> [Prompt] Search the material for the word "crate" and copy each line that holds it.

> [Study material]
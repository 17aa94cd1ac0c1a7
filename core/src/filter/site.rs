use crate::dataset::RowSet;
use crate::records::SiteSelection;

/// Rows launched from `site`, in their original order.
///
/// `SiteSelection::All` returns the rows unchanged; a site with no rows, known
/// or not, returns an empty set.
pub fn filter_by_site<'a>(rows: &RowSet<'a>, site: &SiteSelection) -> RowSet<'a> {
    match site {
        SiteSelection::All => rows.clone(),
        SiteSelection::Site(_) => rows.retain_where(|record| site.matches(&record.launch_site)),
    }
}

#[cfg(test)]
mod tests {
    use super::*;
    use crate::dataset::Dataset;
    use crate::records::{LaunchRecord, OutcomeClass};

    fn dataset() -> Dataset {
        Dataset::from_records(vec![
            LaunchRecord::new("CCAFS LC-40", 0.0, OutcomeClass::Failure, "v1.0"),
            LaunchRecord::new("KSC LC-39A", 2500.0, OutcomeClass::Success, "FT"),
            LaunchRecord::new("CCAFS LC-40", 500.0, OutcomeClass::Success, "v1.1"),
        ])
        .unwrap()
    }

    #[test]
    fn selected_site_preserves_dataset_order() {
        let dataset = dataset();
        let rows = filter_by_site(&dataset.rows(), &SiteSelection::site("CCAFS LC-40"));
        let payloads: Vec<f64> = rows.iter().map(|r| r.payload_mass_kg).collect();
        assert_eq!(payloads, vec![0.0, 500.0]);
    }

    #[test]
    fn unknown_site_yields_empty_rows() {
        let dataset = dataset();
        let rows = filter_by_site(&dataset.rows(), &SiteSelection::site("Boca Chica"));
        assert!(rows.is_empty());
    }
}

> [Answer to this exercise]
use crate::dataset::RowSet;
use crate::records::SiteSelection;
    use crate::dataset::Dataset;
    use crate::records::{LaunchRecord, OutcomeClass};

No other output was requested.